Susan Merle, Universidade do Estado do Oregon, CIMRS
Susan Merle, Universidade do Estado do Oregon, CIMRS

Vulcão submarino do Pacífico é mapeado em 3D por cientistas

Traçar a anatomia do Axial melhorará compreensão dos cientistas sobre vulcões subaquáticos em todo o mundo

Robin George Andrews, The New York Times

09 de dezembro de 2019 | 06h00

No último verão do hemisfério norte, o navio de pesquisa Marcus G. Langseth, de 72 metros, partiu para o oceano no noroeste do Pacífico. Atrás do navio estavam quatro “serpentes eletrônicas”, cada uma com oito quilômetros de comprimento. Esses cabos mantinham instrumentos capazes de espiar o coração pulsante de um monstro a mais de um quilômetro abaixo das ondas: o Axial Seamount, um vulcão subaquático. 
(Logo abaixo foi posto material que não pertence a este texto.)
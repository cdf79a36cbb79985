use std::io::Write;

use crate::{OrfScanError, results::ScanResults};

/// Write ORFs as FASTA records.
///
/// ```text
/// > <id>_ORF<n>|Length <length>|at position <start>
/// <nucleotides>
/// ```
///
/// `n` counts from 1 within each sequence and `start` is 1-based.
pub fn write_fasta_format<W: Write>(
    writer: &mut W,
    results: &ScanResults,
) -> Result<(), OrfScanError> {
    for (index, orf) in results.orfs.iter().enumerate() {
        writeln!(
            writer,
            "> {}_ORF{}|Length {}|at position {}",
            results.sequence_info.id,
            index + 1,
            orf.length,
            orf.start_one_based()
        )?;
        writer.write_all(&orf.sequence)?;
        writeln!(writer)?;
    }
    Ok(())
}

#[cfg(test)]
mod tests {
    use super::*;
    use crate::results::{ScanOutcome, SequenceInfo};
    use crate::types::{OrfEnd, OrfRecord};

    fn orf(start: usize, sequence: &str, end: OrfEnd) -> OrfRecord {
        OrfRecord {
            start,
            length: sequence.len(),
            sequence: sequence.as_bytes().to_vec(),
            end,
        }
    }

    fn create_test_results(orfs: Vec<OrfRecord>) -> ScanResults {
        ScanResults {
            sequence_info: SequenceInfo {
                id: "contig_1".to_string(),
                length: 500,
                motif_hits: orfs.len(),
                num_orfs: orfs.len(),
            },
            orfs,
            outcome: ScanOutcome::Completed,
            warnings: Vec::new(),
        }
    }

    #[test]
    fn test_write_fasta_format_numbering_and_positions() {
        let results = create_test_results(vec![
            orf(9, "ATGCCCTAA", OrfEnd::StopCodon),
            orf(120, "ATGAAAAC", OrfEnd::Truncated),
        ]);
        let mut buffer = Vec::new();
        write_fasta_format(&mut buffer, &results).unwrap();

        let output = String::from_utf8(buffer).unwrap();
        assert_eq!(
            output,
            "> contig_1_ORF1|Length 9|at position 10\nATGCCCTAA\n\
             > contig_1_ORF2|Length 8|at position 121\nATGAAAAC\n"
        );
    }

    #[test]
    fn test_write_fasta_format_no_orfs_writes_nothing() {
        let results = create_test_results(vec![]);
        let mut buffer = Vec::new();
        write_fasta_format(&mut buffer, &results).unwrap();
        assert!(buffer.is_empty());
    }
}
A tripulação do navio tinha uma preocupação: não deixar os cabos se enroscarem. “Se isso acontecesse, tudo estaria perdido”, disse Sam Mitchell, um vulcanologista que participou da viagem. Um dos cabos acabou se partindo, mas isso não interferiu nos demais. O navio pertence à Fundação Nacional da Ciência e é operado pelo Observatório Terrestre Lamont-Doherty da Universidade Columbia, em Nova York.

Os cientistas passaram 33 dias a bordo entre julho e agosto para criar mapas em 3D das lagoas e caminhos magmáticos do vulcão subaquático, proporcionando uma visão deles nunca antes vista. Traçar a anatomia do Axial melhorará a compreensão dos cientistas sobre vulcões subaquáticos em todo o mundo, a maioria dos quais ainda está esperando para ser descoberta nas profundezas sombrias.

O Axial Seamount fica a 480 quilômetros da costa de Oregon. Os cientistas tinham indícios de sua vasta escala, mas após o trabalho de detecção por meio do som pela Administração Nacional Oceânica e Atmosférica, na década de 1980, "a lâmpada acendeu: há um grande vulcão por aqui", disse Bill Chadwick, geólogo da Universidade do Estado do Oregon, que não estava envolvido com a viagem.

Ao longo do tempo geológico, uma pluma mantélica fixou-se abaixo da placa tectônica do Pacífico e criou uma linha de 1,8 mil quilômetros de vulcões subaquáticos, conhecida como cadeia montanhosa de Cobb-Eickelberg. O Axial, o mais jovem entre os montes, está no topo desse "ponto quente" do oceano.

O vulcão também está posicionado na cordilheira do oceano que separa a placa do Pacífico, a oeste, e a placa de Juan de Fuca, a leste. Essas placas estão se afastando. Pontos como este são o berço da crosta oceânica; rochas derretidas sobem da Terra para o fundo do mar, criando uma profusa atividade vulcânica. Esse poder duplo da pluma e da cordilheira em movimento ajuda a tornar o Axial o vulcão subaquático mais ativo da região. Até agora, três erupções - em 1998, 2011 e 2015 - foram documentadas.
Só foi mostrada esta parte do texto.